**GOAL OF THE EXERCISE**
All of the entries need to be set down exactly as they read.

[Stored items]
= = = = = = =

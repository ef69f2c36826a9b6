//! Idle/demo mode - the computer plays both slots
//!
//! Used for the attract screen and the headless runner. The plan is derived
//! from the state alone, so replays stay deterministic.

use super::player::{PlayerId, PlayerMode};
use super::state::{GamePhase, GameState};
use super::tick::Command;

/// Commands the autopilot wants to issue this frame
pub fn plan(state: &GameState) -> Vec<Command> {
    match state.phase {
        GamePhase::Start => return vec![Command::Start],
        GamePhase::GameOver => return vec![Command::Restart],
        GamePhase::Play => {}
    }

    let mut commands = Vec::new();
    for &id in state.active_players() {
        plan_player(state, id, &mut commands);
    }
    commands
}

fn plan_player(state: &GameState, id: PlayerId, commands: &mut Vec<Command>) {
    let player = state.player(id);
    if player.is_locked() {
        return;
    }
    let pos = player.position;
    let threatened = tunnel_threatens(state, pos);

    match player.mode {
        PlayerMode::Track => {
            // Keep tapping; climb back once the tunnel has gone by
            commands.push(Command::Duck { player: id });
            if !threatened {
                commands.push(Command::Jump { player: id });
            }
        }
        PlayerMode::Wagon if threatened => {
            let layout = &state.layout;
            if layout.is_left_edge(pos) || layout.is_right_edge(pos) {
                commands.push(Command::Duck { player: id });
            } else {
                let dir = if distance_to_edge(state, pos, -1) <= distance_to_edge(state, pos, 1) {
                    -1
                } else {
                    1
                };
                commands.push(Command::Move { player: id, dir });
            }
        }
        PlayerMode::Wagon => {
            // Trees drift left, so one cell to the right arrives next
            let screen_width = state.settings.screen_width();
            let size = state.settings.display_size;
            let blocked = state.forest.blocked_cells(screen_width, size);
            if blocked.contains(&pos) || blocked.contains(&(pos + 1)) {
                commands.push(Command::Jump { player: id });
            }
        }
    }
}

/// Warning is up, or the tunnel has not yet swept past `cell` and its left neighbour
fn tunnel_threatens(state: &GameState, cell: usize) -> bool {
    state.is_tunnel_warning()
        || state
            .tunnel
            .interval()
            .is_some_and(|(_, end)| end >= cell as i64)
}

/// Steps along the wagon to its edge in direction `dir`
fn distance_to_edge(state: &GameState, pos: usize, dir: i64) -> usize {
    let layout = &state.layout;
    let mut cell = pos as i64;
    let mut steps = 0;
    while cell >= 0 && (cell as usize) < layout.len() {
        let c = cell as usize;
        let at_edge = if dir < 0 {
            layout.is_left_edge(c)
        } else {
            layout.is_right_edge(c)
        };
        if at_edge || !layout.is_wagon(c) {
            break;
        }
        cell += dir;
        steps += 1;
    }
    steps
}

= = = = = = =

**RESULT OF THE TASK**
repository ef69f2c36826a9b6
//! Idle/demo mode - the computer plays both slots
//!
//! Used for the attract screen and the headless runner. The plan is derived
//! from the state alone, so replays stay deterministic.

use super::player::{PlayerId, PlayerMode};
use super::state::{GamePhase, GameState};
use super::tick::Command;

/// Commands the autopilot wants to issue this frame
pub fn plan(state: &GameState) -> Vec<Command> {
    match state.phase {
        GamePhase::Start => return vec![Command::Start],
        GamePhase::GameOver => return vec![Command::Restart],
        GamePhase::Play => {}
    }

    let mut commands = Vec::new();
    for &id in state.active_players() {
        plan_player(state, id, &mut commands);
    }
    commands
}

fn plan_player(state: &GameState, id: PlayerId, commands: &mut Vec<Command>) {
    let player = state.player(id);
    if player.is_locked() {
        return;
    }
    let pos = player.position;
    let threatened = tunnel_threatens(state, pos);

    match player.mode {
        PlayerMode::Track => {
            // Keep tapping; climb back once the tunnel has gone by
            commands.push(Command::Duck { player: id });
            if !threatened {
                commands.push(Command::Jump { player: id });
            }
        }
        PlayerMode::Wagon if threatened => {
            let layout = &state.layout;
            if layout.is_left_edge(pos) || layout.is_right_edge(pos) {
                commands.push(Command::Duck { player: id });
            } else {
                let dir = if distance_to_edge(state, pos, -1) <= distance_to_edge(state, pos, 1) {
                    -1
                } else {
                    1
                };
                commands.push(Command::Move { player: id, dir });
            }
        }
        PlayerMode::Wagon => {
            // Trees drift left, so one cell to the right arrives next
            let screen_width = state.settings.screen_width();
            let size = state.settings.display_size;
            let blocked = state.forest.blocked_cells(screen_width, size);
            if blocked.contains(&pos) || blocked.contains(&(pos + 1)) {
                commands.push(Command::Jump { player: id });
            }
        }
    }
}

/// Warning is up, or the tunnel has not yet swept past `cell` and its left neighbour
fn tunnel_threatens(state: &GameState, cell: usize) -> bool {
    state.is_tunnel_warning()
        || state
            .tunnel
            .interval()
            .is_some_and(|(_, end)| end >= cell as i64)
}

/// Steps along the wagon to its edge in direction `dir`
fn distance_to_edge(state: &GameState, pos: usize, dir: i64) -> usize {
    let layout = &state.layout;
    let mut cell = pos as i64;
    let mut steps = 0;
    while cell >= 0 && (cell as usize) < layout.len() {
        let c = cell as usize;
        let at_edge = if dir < 0 {
            layout.is_left_edge(c)
        } else {
            layout.is_right_edge(c)
        };
        if at_edge || !layout.is_wagon(c) {
            break;
        }
        cell += dir;
        steps += 1;
    }
    steps
}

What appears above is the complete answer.